Below is a block of records; repeat all of them exactly.

BEGIN Dataset excerpts

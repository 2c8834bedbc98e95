//! Value normalizers
//!
//! Pure functions that turn raw spreadsheet cell values into the canonical
//! forms used by the rest of the pipeline.

use std::sync::OnceLock;

use regex::Regex;
use serde::{Deserialize, Serialize};

/// Width of a roll number on the sheet (one bubble column per digit)
pub const ROLL_WIDTH: usize = 3;

/// Maximum length of a generated file stem
pub const MAX_FILENAME_LEN: usize = 200;

/// A raw cell value as decoded from a worksheet
#[derive(Debug, Clone, PartialEq, Default, Serialize, Deserialize)]
#[serde(untagged)]
pub enum CellValue {
    /// No value
    #[default]
    Empty,
    /// Boolean cell
    Bool(bool),
    /// Integer cell
    Int(i64),
    /// Floating point cell (spreadsheets store most numbers this way)
    Float(f64),
    /// Text cell, or any value rendered as text (dates, errors)
    Text(String),
}

impl CellValue {
    /// True for empty cells and whitespace-only text
    pub fn is_blank(&self) -> bool {
        match self {
            CellValue::Empty => true,
            CellValue::Text(s) => s.trim().is_empty(),
            CellValue::Float(f) => f.is_nan(),
            _ => false,
        }
    }

    /// Numeric interpretation of the value, accepting float-like text
    pub fn as_number(&self) -> Option<f64> {
        let number = match self {
            CellValue::Empty => return None,
            CellValue::Bool(b) => f64::from(u8::from(*b)),
            CellValue::Int(i) => *i as f64,
            CellValue::Float(f) => *f,
            CellValue::Text(s) => s.trim().parse::<f64>().ok()?,
        };
        number.is_finite().then_some(number)
    }

    /// Text shown on the sheet for this value
    pub fn display(&self) -> String {
        match self {
            CellValue::Empty => String::new(),
            CellValue::Bool(b) => b.to_string(),
            CellValue::Int(i) => i.to_string(),
            CellValue::Float(f) => {
                // Integral floats read as integers ("3", not "3.0")
                if f.fract() == 0.0 && f.is_finite() {
                    format!("{:.0}", f)
                } else {
                    f.to_string()
                }
            }
            CellValue::Text(s) => s.clone(),
        }
    }
}

impl From<&str> for CellValue {
    fn from(s: &str) -> Self {
        CellValue::Text(s.to_string())
    }
}

impl From<f64> for CellValue {
    fn from(f: f64) -> Self {
        CellValue::Float(f)
    }
}

impl From<i64> for CellValue {
    fn from(i: i64) -> Self {
        CellValue::Int(i)
    }
}

/// Normalize a column header for comparison: lowercase, trimmed, `[a-z0-9]` only
pub fn normalize_column_name(s: &str) -> String {
    s.trim()
        .to_lowercase()
        .chars()
        .filter(|c| c.is_ascii_lowercase() || c.is_ascii_digit())
        .collect()
}

/// Format a roll number cell as exactly three characters
///
/// Numeric values (including float-like text such as `"7.0"`) are truncated
/// to an integer and zero-padded. Anything else is padded and cut to three
/// characters, which is lossy: `"abcd"` becomes `"abc"`.
pub fn format_roll_value(value: &CellValue) -> String {
    if value.is_blank() {
        return "0".repeat(ROLL_WIDTH);
    }

    let text = match value.as_number() {
        Some(n) if n.abs() < i64::MAX as f64 => (n.trunc() as i64).to_string(),
        _ => value.display(),
    };

    zero_pad(&text, ROLL_WIDTH)
        .chars()
        .take(ROLL_WIDTH)
        .collect()
}

/// Left-pad with zeros to `width` characters, keeping a leading sign first
fn zero_pad(s: &str, width: usize) -> String {
    let len = s.chars().count();
    if len >= width {
        return s.to_string();
    }

    let zeros = "0".repeat(width - len);
    match s.strip_prefix(['+', '-']) {
        Some(rest) => format!("{}{}{}", &s[..1], zeros, rest),
        None => format!("{}{}", zeros, s),
    }
}

/// A strategy that tries to read a class level from trimmed, lowercase text
type ClassMatcher = fn(&str) -> Option<u32>;

/// Class level strategies, tried in order; the first success wins
const CLASS_MATCHERS: [ClassMatcher; 4] = [whole_numeral, first_digit_run, roman_numeral, ordinal_word];

const ROMAN_NUMERALS: [(&str, u32); 12] = [
    ("i", 1),
    ("ii", 2),
    ("iii", 3),
    ("iv", 4),
    ("v", 5),
    ("vi", 6),
    ("vii", 7),
    ("viii", 8),
    ("ix", 9),
    ("x", 10),
    ("xi", 11),
    ("xii", 12),
];

const ORDINAL_WORDS: [(&str, u32); 12] = [
    ("first", 1),
    ("second", 2),
    ("third", 3),
    ("fourth", 4),
    ("fifth", 5),
    ("sixth", 6),
    ("seventh", 7),
    ("eighth", 8),
    ("ninth", 9),
    ("tenth", 10),
    ("eleventh", 11),
    ("twelfth", 12),
];

/// Parse a class level from a cell
///
/// Accepts plain numerals (`"3"`), text containing a number (`"Class 3-A"`),
/// Roman numerals (`"III"`) and ordinal words (`"third"`). Returns `None`
/// when nothing matches, which is distinct from level 0.
pub fn parse_class_value(value: &CellValue) -> Option<u32> {
    if matches!(value, CellValue::Empty) {
        return None;
    }

    let text = value.display().trim().to_lowercase();
    CLASS_MATCHERS.iter().find_map(|matcher| matcher(&text))
}

fn whole_numeral(s: &str) -> Option<u32> {
    if !s.is_empty() && s.chars().all(|c| c.is_ascii_digit()) {
        s.parse().ok()
    } else {
        None
    }
}

fn first_digit_run(s: &str) -> Option<u32> {
    static DIGITS_RE: OnceLock<Regex> = OnceLock::new();
    let re = DIGITS_RE.get_or_init(|| Regex::new(r"[0-9]+").unwrap());
    re.find(s).and_then(|m| m.as_str().parse().ok())
}

fn roman_numeral(s: &str) -> Option<u32> {
    lookup(&ROMAN_NUMERALS, s)
}

fn ordinal_word(s: &str) -> Option<u32> {
    lookup(&ORDINAL_WORDS, s)
}

fn lookup(table: &[(&str, u32)], key: &str) -> Option<u32> {
    table
        .iter()
        .find(|(name, _)| *name == key)
        .map(|(_, level)| *level)
}

/// Make a string safe to use as a file name inside the output archive
///
/// Path and shell-hostile characters become `_`, whitespace runs collapse to
/// a single `_`, and the result is cut to 200 characters.
pub fn safe_filename(s: &str) -> String {
    static WS_RE: OnceLock<Regex> = OnceLock::new();
    let ws = WS_RE.get_or_init(|| Regex::new(r"\s+").unwrap());

    let replaced: String = s
        .trim()
        .chars()
        .map(|c| match c {
            '\\' | '/' | '*' | '?' | ':' | '"' | '<' | '>' | '|' => '_',
            other => other,
        })
        .collect();

    ws.replace_all(&replaced, "_")
        .chars()
        .take(MAX_FILENAME_LEN)
        .collect()
}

END Dataset excerpts

Answer box:
repository 2c8834bedbc98e95
//! Value normalizers
//!
//! Pure functions that turn raw spreadsheet cell values into the canonical
//! forms used by the rest of the pipeline.

use std::sync::OnceLock;

use regex::Regex;
use serde::{Deserialize, Serialize};

/// Width of a roll number on the sheet (one bubble column per digit)
pub const ROLL_WIDTH: usize = 3;

/// Maximum length of a generated file stem
pub const MAX_FILENAME_LEN: usize = 200;

/// A raw cell value as decoded from a worksheet
#[derive(Debug, Clone, PartialEq, Default, Serialize, Deserialize)]
#[serde(untagged)]
pub enum CellValue {
    /// No value
    #[default]
    Empty,
    /// Boolean cell
    Bool(bool),
    /// Integer cell
    Int(i64),
    /// Floating point cell (spreadsheets store most numbers this way)
    Float(f64),
    /// Text cell, or any value rendered as text (dates, errors)
    Text(String),
}

impl CellValue {
    /// True for empty cells and whitespace-only text
    pub fn is_blank(&self) -> bool {
        match self {
            CellValue::Empty => true,
            CellValue::Text(s) => s.trim().is_empty(),
            CellValue::Float(f) => f.is_nan(),
            _ => false,
        }
    }

    /// Numeric interpretation of the value, accepting float-like text
    pub fn as_number(&self) -> Option<f64> {
        let number = match self {
            CellValue::Empty => return None,
            CellValue::Bool(b) => f64::from(u8::from(*b)),
            CellValue::Int(i) => *i as f64,
            CellValue::Float(f) => *f,
            CellValue::Text(s) => s.trim().parse::<f64>().ok()?,
        };
        number.is_finite().then_some(number)
    }

    /// Text shown on the sheet for this value
    pub fn display(&self) -> String {
        match self {
            CellValue::Empty => String::new(),
            CellValue::Bool(b) => b.to_string(),
            CellValue::Int(i) => i.to_string(),
            CellValue::Float(f) => {
                // Integral floats read as integers ("3", not "3.0")
                if f.fract() == 0.0 && f.is_finite() {
                    format!("{:.0}", f)
                } else {
                    f.to_string()
                }
            }
            CellValue::Text(s) => s.clone(),
        }
    }
}

impl From<&str> for CellValue {
    fn from(s: &str) -> Self {
        CellValue::Text(s.to_string())
    }
}

impl From<f64> for CellValue {
    fn from(f: f64) -> Self {
        CellValue::Float(f)
    }
}

impl From<i64> for CellValue {
    fn from(i: i64) -> Self {
        CellValue::Int(i)
    }
}

/// Normalize a column header for comparison: lowercase, trimmed, `[a-z0-9]` only
pub fn normalize_column_name(s: &str) -> String {
    s.trim()
        .to_lowercase()
        .chars()
        .filter(|c| c.is_ascii_lowercase() || c.is_ascii_digit())
        .collect()
}

/// Format a roll number cell as exactly three characters
///
/// Numeric values (including float-like text such as `"7.0"`) are truncated
/// to an integer and zero-padded. Anything else is padded and cut to three
/// characters, which is lossy: `"abcd"` becomes `"abc"`.
pub fn format_roll_value(value: &CellValue) -> String {
    if value.is_blank() {
        return "0".repeat(ROLL_WIDTH);
    }

    let text = match value.as_number() {
        Some(n) if n.abs() < i64::MAX as f64 => (n.trunc() as i64).to_string(),
        _ => value.display(),
    };

    zero_pad(&text, ROLL_WIDTH)
        .chars()
        .take(ROLL_WIDTH)
        .collect()
}

/// Left-pad with zeros to `width` characters, keeping a leading sign first
fn zero_pad(s: &str, width: usize) -> String {
    let len = s.chars().count();
    if len >= width {
        return s.to_string();
    }

    let zeros = "0".repeat(width - len);
    match s.strip_prefix(['+', '-']) {
        Some(rest) => format!("{}{}{}", &s[..1], zeros, rest),
        None => format!("{}{}", zeros, s),
    }
}

/// A strategy that tries to read a class level from trimmed, lowercase text
type ClassMatcher = fn(&str) -> Option<u32>;

/// Class level strategies, tried in order; the first success wins
const CLASS_MATCHERS: [ClassMatcher; 4] = [whole_numeral, first_digit_run, roman_numeral, ordinal_word];

const ROMAN_NUMERALS: [(&str, u32); 12] = [
    ("i", 1),
    ("ii", 2),
    ("iii", 3),
    ("iv", 4),
    ("v", 5),
    ("vi", 6),
    ("vii", 7),
    ("viii", 8),
    ("ix", 9),
    ("x", 10),
    ("xi", 11),
    ("xii", 12),
];

const ORDINAL_WORDS: [(&str, u32); 12] = [
    ("first", 1),
    ("second", 2),
    ("third", 3),
    ("fourth", 4),
    ("fifth", 5),
    ("sixth", 6),
    ("seventh", 7),
    ("eighth", 8),
    ("ninth", 9),
    ("tenth", 10),
    ("eleventh", 11),
    ("twelfth", 12),
];

/// Parse a class level from a cell
///
/// Accepts plain numerals (`"3"`), text containing a number (`"Class 3-A"`),
/// Roman numerals (`"III"`) and ordinal words (`"third"`). Returns `None`
/// when nothing matches, which is distinct from level 0.
pub fn parse_class_value(value: &CellValue) -> Option<u32> {
    if matches!(value, CellValue::Empty) {
        return None;
    }

    let text = value.display().trim().to_lowercase();
    CLASS_MATCHERS.iter().find_map(|matcher| matcher(&text))
}

fn whole_numeral(s: &str) -> Option<u32> {
    if !s.is_empty() && s.chars().all(|c| c.is_ascii_digit()) {
        s.parse().ok()
    } else {
        None
    }
}

fn first_digit_run(s: &str) -> Option<u32> {
    static DIGITS_RE: OnceLock<Regex> = OnceLock::new();
    let re = DIGITS_RE.get_or_init(|| Regex::new(r"[0-9]+").unwrap());
    re.find(s).and_then(|m| m.as_str().parse().ok())
}

fn roman_numeral(s: &str) -> Option<u32> {
    lookup(&ROMAN_NUMERALS, s)
}

fn ordinal_word(s: &str) -> Option<u32> {
    lookup(&ORDINAL_WORDS, s)
}

fn lookup(table: &[(&str, u32)], key: &str) -> Option<u32> {
    table
        .iter()
        .find(|(name, _)| *name == key)
        .map(|(_, level)| *level)
}

/// Make a string safe to use as a file name inside the output archive
///
/// Path and shell-hostile characters become `_`, whitespace runs collapse to
/// a single `_`, and the result is cut to 200 characters.
pub fn safe_filename(s: &str) -> String {
    static WS_RE: OnceLock<Regex> = OnceLock::new();
    let ws = WS_RE.get_or_init(|| Regex::new(r"\s+").unwrap());

    let replaced: String = s
        .trim()
        .chars()
        .map(|c| match c {
            '\\' | '/' | '*' | '?' | ':' | '"' | '<' | '>' | '|' => '_',
            other => other,
        })
        .collect();

    ws.replace_all(&replaced, "_")
        .chars()
        .take(MAX_FILENAME_LEN)
        .collect()
}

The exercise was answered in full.